Few legislative decisions have been as wildly popular as Florida’s “sales tax holidays.” They have become more than just a tax break. They are a traditional back-to-school event that families plan for, neighbors talk about and businesses promote.
This year’s back-to-school sales tax holiday – from August 5 through 7 – is shorter than last year and does not exempt from taxes some items previously included such as computers.
But there are few tax breaks that generate such excitement among taxpayers while stimulating business activity with increased advertising and competition.
Florida was among the first states in the nation to create a sales tax holiday, which the Legislature called the "Florida Residents' Tax Relief Act", in 1998. Support for renewal has been nearly unanimous among lawmakers. In some years, separate holidays were created for hurricane preparation supplies and energy efficient appliances; in other years, such as during the Great Recession, lawmakers paused the holidays due to financial constraints.

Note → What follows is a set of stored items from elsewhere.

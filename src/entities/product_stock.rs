use sea_orm::entity::prelude::*;
use serde::{Deserialize, Serialize};

/// `llx_product_stock`: on-hand quantity per product and warehouse.
#[derive(Clone, Debug, PartialEq, DeriveEntityModel, Serialize, Deserialize)]
#[sea_orm(table_name = "llx_product_stock")]
pub struct Model {
    #[sea_orm(primary_key)]
    pub rowid: i64,
    pub fk_product: i64,
    pub fk_entrepot: i64,
    pub reel: f64,
    pub tms: Option<DateTime>,
}

#[derive(Copy, Clone, Debug, EnumIter, DeriveRelation)]
pub enum Relation {
    #[sea_orm(
        belongs_to = "super::product::Entity",
        from = "Column::FkProduct",
        to = "super::product::Column::Rowid"
    )]
    Product,
}

impl Related<super::product::Entity> for Entity {
    fn to() -> RelationDef {
        Relation::Product.def()
    }
}

impl ActiveModelBehavior for ActiveModel {}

Some back-to-school holidays were as long as ten days spanning two weekends. That has led to some perception that this year’s version is somehow less valuable. There are also claims that the tax break does nothing to stimulate the economy and only shifts spending to different time periods.
This is a unique chance for taxpayers to choose whether to take advantage of a tax break. And the benefits for businesses are evident by the incredible promotion and hoopla surrounding the event. Were there no benefit to businesses it is unlikely we would see such celebration and investment in advertising from establishments big and small.

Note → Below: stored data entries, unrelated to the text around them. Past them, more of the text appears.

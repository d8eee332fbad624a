//! Shared server scaffolding for the three binaries.

use axum::Router;
use http::HeaderValue;
use std::net::SocketAddr;
use tokio::signal;
use tower_http::cors::{Any, CorsLayer};
use tracing::info;

use crate::config::AppConfig;

/// CORS layer from config: explicit origins when configured, permissive
/// otherwise (the demo serves browsers from arbitrary hosts).
pub fn cors_layer(cfg: &AppConfig) -> CorsLayer {
    let configured: Option<Vec<HeaderValue>> = cfg
        .cors_allowed_origins
        .as_ref()
        .map(|raw| {
            raw.split(',')
                .filter_map(|origin| {
                    let trimmed = origin.trim();
                    if trimmed.is_empty() {
                        None
                    } else {
                        HeaderValue::from_str(trimmed).ok()
                    }
                })
                .collect::<Vec<_>>()
        })
        .filter(|origins| !origins.is_empty());

    match configured {
        Some(origins) => CorsLayer::new()
            .allow_origin(origins)
            .allow_methods(Any)
            .allow_headers(Any),
        None => CorsLayer::permissive(),
    }
}

/// Binds and serves until SIGINT/SIGTERM.
pub async fn serve(app: Router, addr: SocketAddr) -> anyhow::Result<()> {
    let listener = tokio::net::TcpListener::bind(addr).await?;
    info!("Listening on http://{}", addr);

    axum::serve(listener, app.into_make_service())
        .with_graceful_shutdown(shutdown_signal())
        .await?;

    Ok(())
}

async fn shutdown_signal() {
    let ctrl_c = async {
        signal::ctrl_c()
            .await
            .expect("failed to install Ctrl+C handler");
    };

    #[cfg(unix)]
    let terminate = async {
        use tokio::signal::unix::{signal, SignalKind};

        let mut sigterm =
            signal(SignalKind::terminate()).expect("failed to install signal handler");
        sigterm.recv().await;
    };

    #[cfg(not(unix))]
    let terminate = std::future::pending::<()>();

    tokio::select! {
        _ = ctrl_c => {},
        _ = terminate => {},
    }
}
use axum::{extract::State, response::IntoResponse};

use crate::errors::ApiError;
use crate::handlers::common::{map_service_error, success_response};
use crate::AppState;

/// Bank ledger entries, newest first.
pub async fn list_financial(State(state): State<AppState>) -> Result<impl IntoResponse, ApiError> {
    let entries = state
        .services
        .financial
        .list()
        .await
        .map_err(map_service_error)?;

    Ok(success_response(entries))
}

Economic arguments aside, there are few tax breaks that resonate more with Floridians while providing a brief lesson in how we pay our taxes. Few Floridians noticed a hike, and then a cut, in their vehicle registration fees over the past few years. Nor is it likely that consumers noticed last year’s modest cut in taxes on services like cell phones and cable TV.
But the sales tax holiday provides savings that Floridians actually consider and discuss. Appropriately for the kick-off of the school year, it’s a teachable moment about how the sales tax affects us in our everyday purchases.
Dominic M. Calabro is the President and CEO of Florida TaxWatch.